The first two chapters of this book give a background history of the UFOs and contactees, and their relationship to the growing ‘ufology’ subculture and American political and social conditions of the period. It confirms that from the very earliest days of the UFO era there was a close and complex relationship between contactees, ‘ETH’ ufology and ‘scientific’ ufology. It was later in the evolution of the UFO myth that the various streams became separated from each other, although of course they have never completely parted company.

The third chapter, 'The Dawn of Contact', outlines the origins of the contactee movement around the figure of George Adamski. Adamski’s earlier involvement in a variety of occult organisations such as ’The Royal Order of Tibet’ is well known, and here Gulyas emphasises the quasi-political nature of his early messages. His pre-UFO book, Pioneers of Space, A Trip to the Moon, Mars and Venus is less a virtually unreadable work of science fiction than a spiritual and political manifesto for the improvement of humanity.

The space civilizations which the fictional traveller encounter in Pioneers of Space are presented as models of the way in which Adamski urges earth-people to progress to a more perfect society. The aliens are drawn as quasi-humans (no bizarre greys or humanoid dwarfs for Adamski) as he attempts to demonstrate that creatures with much the same physical and mental characteristics as ourselves have the capacity to perfect themselves as individuals and as societies. And when Adamski claims to have met other space travellers in real life, they are represented as the moral exemplars from his earlier writings.
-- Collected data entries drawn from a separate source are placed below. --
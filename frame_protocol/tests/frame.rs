// SPDX-License-Identifier: BSD-3-Clause
// Copyright 2025. Triad National Security, LLC.

use frame_protocol::frame::{self, FrameError, Mode, HEADER_LEN};

#[test]
fn serialize_deserialize_round_trip() {
    let payload = [0xDE, 0xAD, 0xBE, 0xEF];
    let buf = frame::serialize(42, &payload, 7, Mode::default()).unwrap();

    assert_eq!(buf.len(), HEADER_LEN + payload.len() + 4);

    let frame = frame::deserialize(&buf, 4096).unwrap();
    assert_eq!(frame.header.command, 42);
    assert_eq!(frame.header.length, 4);
    assert!(frame.header.has_response);
    assert_eq!(frame.payload, &payload);
    assert_eq!(frame.response_id, 7);
}

#[test]
fn fire_and_forget_has_no_trailer() {
    let buf = frame::serialize(9, b"abc", 0, Mode::default()).unwrap();

    assert_eq!(buf.len(), HEADER_LEN + 3);

    let frame = frame::deserialize(&buf, 4096).unwrap();
    assert!(!frame.header.has_response);
    assert_eq!(frame.response_id, 0);
    assert_eq!(frame.payload, b"abc");
}

#[test]
fn empty_payload_round_trip() {
    let buf = frame::serialize(0, &[], 0, Mode::default()).unwrap();
    assert_eq!(buf.len(), HEADER_LEN);

    let frame = frame::deserialize(&buf, 4096).unwrap();
    assert_eq!(frame.header.command, 0);
    assert_eq!(frame.payload.len(), 0);
}

/// The resynchronisation marker: a valid header never starts with a
/// high-bit byte, and its checksum high byte always carries one.
#[test]
fn header_marker_bits() {
    let buf = frame::serialize(65500, &[0xFF; 32], 0xFFFF_FFFF, Mode::default()).unwrap();

    assert_eq!(buf[0] & 0x80, 0);
    assert_eq!(buf[6] & 0x80, 0x80);
}

#[test]
fn mode_bits_round_trip() {
    let mode = Mode {
        encrypt: 3,
        compress: 5,
    };
    let buf = frame::serialize(1, b"x", 0, mode).unwrap();

    let frame = frame::deserialize(&buf, 4096).unwrap();
    assert_eq!(frame.header.encrypt_mode, 3);
    assert_eq!(frame.header.compress_mode, 5);
}

#[test]
fn mode_out_of_range_is_rejected() {
    let mode = Mode {
        encrypt: 8,
        compress: 0,
    };
    assert_eq!(frame::serialize(1, b"x", 0, mode).unwrap_err(), FrameError::BadMode);
}

#[test]
fn corrupted_header_is_rejected() {
    let mut buf = frame::serialize(7, b"hello", 0, Mode::default()).unwrap();
    buf[1] ^= 0xFF;

    assert_eq!(frame::deserialize(&buf, 4096), Err(FrameError::BadChecksum));
}

#[test]
fn reserved_bit_is_rejected() {
    let mut buf = frame::serialize(7, b"hello", 0, Mode::default()).unwrap();
    buf[0] |= 0x80;

    assert_eq!(frame::deserialize(&buf, 4096), Err(FrameError::ReservedBits));
}

#[test]
fn oversize_claim_is_rejected() {
    let buf = frame::serialize(7, &[0u8; 100], 0, Mode::default()).unwrap();

    assert_eq!(frame::deserialize(&buf, 50), Err(FrameError::Oversize));
}

#[test]
fn truncated_frames_are_rejected() {
    let buf = frame::serialize(7, b"hello", 3, Mode::default()).unwrap();

    assert_eq!(frame::deserialize(&buf[..5], 4096), Err(FrameError::Truncated));
    assert_eq!(
        frame::deserialize(&buf[..buf.len() - 1], 4096),
        Err(FrameError::Truncated)
    );
}

#[test]
fn trailing_bytes_are_ignored() {
    let mut bytes = frame::serialize(7, b"ab", 0, Mode::default()).unwrap().to_vec();
    bytes.extend_from_slice(b"junk");

    let frame = frame::deserialize(&bytes, 4096).unwrap();
    assert_eq!(frame.payload, b"ab");
}

#[test]
fn checksum_is_deterministic() {
    let prefix = [0x40, 0x02, 0x00, 0x2A, 0x00];
    assert_eq!(frame::checksum(&prefix), frame::checksum(&prefix));
    assert_ne!(frame::checksum(&prefix) & 0x8000, 0);
}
With the publication of his third book, Flying Saucer Farewell, Adamski’s writings and lectures took on a more spiritual nature, the theme of physical contact taking a lesser role. Gulyas traces his later influence and remarks on the belief that developed after Adamski’s death that he was a specially chosen individual, perhaps one of the space brothers himself, surviving in some spiritual form. British ufologists may be familiar with the Scorriton mystery, briefly mentioned by Gulyas, where the spirit of Adamski is seen to have been resurrected in the form of a saucer occupant the day after his death.

After Adamski, contactees such as Truman Bethurum and George Hunt Williamson continued the contactee legend, describing contacts with superior beings from other planets, but importantly, as with Adamski’s ski-suited Venusians, they were always described in ways which made them seem human-like, and a model to which our own race could progress, rather than some entirely alien spiritual or other-dimensional entity.

The contactee movement thus developed a socially radical agenda. The home-planets of the visitors, whether visited physically by the contactees, or as became more common later, contacted through telepathy or ‘channelling’, were almost all based around a utopian, egalitarian form of society. War and poverty were unknown, property was owned in common or allocated on an equal basis, money was not used, agriculture and industry - where it existed on these worlds - were either communally owned or directed by a group of benevolent ‘elders‘.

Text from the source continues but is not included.